Sie kennen Gernot Bronsert und Sebastian Szary nicht? Als Modeselektor spielen sie im Ausland vor Zehntausenden. Ein neuer Film dokumentiert ihren Aufstieg aus dem Berliner Speckgürtel.

© Monkeytown Records
© Monkeytown Records

Um einen Film über sich selbst drehen zu lassen, muss man wahrscheinlich ein klein wenig größenwahnsinnig sein. Damit ein solcher Film aber nicht zu einer peinlichen Bauchpinselei gerät, müssten die Auftraggeber wiederum ziemlich bodenständige, sympathische und herzensgut normale Menschen geblieben sein. Eine Quadratur des Kreises, die unmöglich erscheint. Aber Modeselektor doch tatsächlich gelingt.

We Are Modeselektor, der Film, den Romi Hagel und Holger Wick über das Berliner Elektro-Duo gedreht haben, ist kein cineastischer Meilenstein, aber doch eine solide, gelegentlich spannende und meistens recht interessante Dokumentation. In ihr zeichnen die Filmemacher den Weg von Sebastian Szary und Gernot Bronsert nach, der sie von illegalen Kellerpartys im Berliner Speckgürtel auf die großen Bühnen internationaler Festivals geführt hat.

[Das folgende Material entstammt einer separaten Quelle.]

//! Pagination types.
//!
//! [`PageSpec`] is what a client asks for; [`PageSpec::clamp`] turns it into a bounded
//! `(skip, limit)` window no matter what was requested. [`Page`] is the list response
//! shape: the requested slice plus the total count of the unpaginated result.

use serde::{Deserialize, Serialize};

use crate::config::AdapterConfig;

/// Requested window of a list.
#[derive(Serialize, Deserialize, Debug, Clone, Copy, PartialEq, Eq, Default)]
pub struct PageSpec {
    /// Number of records to skip.
    #[serde(default)]
    pub skip: u64,
    /// Number of records to return. Falls back to the configured default.
    #[serde(default)]
    pub limit: Option<u64>,
}

impl PageSpec {
    pub fn new(skip: u64, limit: u64) -> Self {
        Self { skip, limit: Some(limit) }
    }

    /// Builds a window from a 1-indexed page number and a page size.
    ///
    /// ```ignore
    /// let page = PageSpec::from_page(3, 20);
    /// assert_eq!(page.skip, 40);
    /// ```
    pub fn from_page(number: u64, size: u64) -> Self {
        Self { skip: number.saturating_sub(1).saturating_mul(size), limit: Some(size) }
    }

    /// Applies the configured default and maximum page sizes.
    pub fn clamp(&self, config: &AdapterConfig) -> Window {
        Window {
            skip: self.skip,
            limit: self
                .limit
                .unwrap_or(config.default_page_size)
                .min(config.max_page_size),
        }
    }
}

/// A bounded `(skip, limit)` pair ready for execution.
#[derive(Debug, Clone, Copy, PartialEq, Eq)]
pub struct Window {
    pub skip: u64,
    pub limit: u64,
}

/// Count metadata of a list response.
#[derive(Serialize, Deserialize, Debug, Clone, Copy, PartialEq, Eq, Default)]
pub struct PageMeta {
    /// Number of matching records, ignoring pagination.
    pub count: u64,
}

/// One page of a list response.
#[derive(Serialize, Debug, Clone, PartialEq)]
pub struct Page<T> {
    pub records: Vec<T>,
    pub meta: PageMeta,
}

impl<T> Page<T> {
    pub fn new(records: Vec<T>, count: u64) -> Self {
        Self { records, meta: PageMeta { count } }
    }

    pub fn count(&self) -> u64 {
        self.meta.count
    }
}

impl<T> Default for Page<T> {
    fn default() -> Self {
        Self { records: Vec::new(), meta: PageMeta::default() }
    }
}

#[cfg(test)]
mod tests {
    use super::*;

    #[test]
    fn test_from_page() {
        assert_eq!(PageSpec::from_page(1, 20), PageSpec::new(0, 20));
        assert_eq!(PageSpec::from_page(3, 20), PageSpec::new(40, 20));
        assert_eq!(PageSpec::from_page(0, 20), PageSpec::new(0, 20));
    }

    #[test]
    fn test_clamp_applies_default_and_maximum() {
        let config = AdapterConfig::builder()
            .default_page_size(10)
            .max_page_size(50)
            .build();

        assert_eq!(PageSpec::default().clamp(&config), Window { skip: 0, limit: 10 });
        assert_eq!(PageSpec::new(5, 500).clamp(&config), Window { skip: 5, limit: 50 });
        assert_eq!(PageSpec::new(5, 20).clamp(&config), Window { skip: 5, limit: 20 });
    }
}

Denn Modeselektor sind das „wahrscheinlich beliebteste Pop-Duo aus Berlin“, wie es Szary ironisch, aber auch ziemlich selbstbewusst gleich zu Beginn des Films formuliert. Dieser Aufstieg der beiden Laptop-Virtuosen vollzog sich zwar stetig über die anderthalb Jahrzehnte, die das Duo nun existiert, ist aber nichtsdestotrotz erstaunlich.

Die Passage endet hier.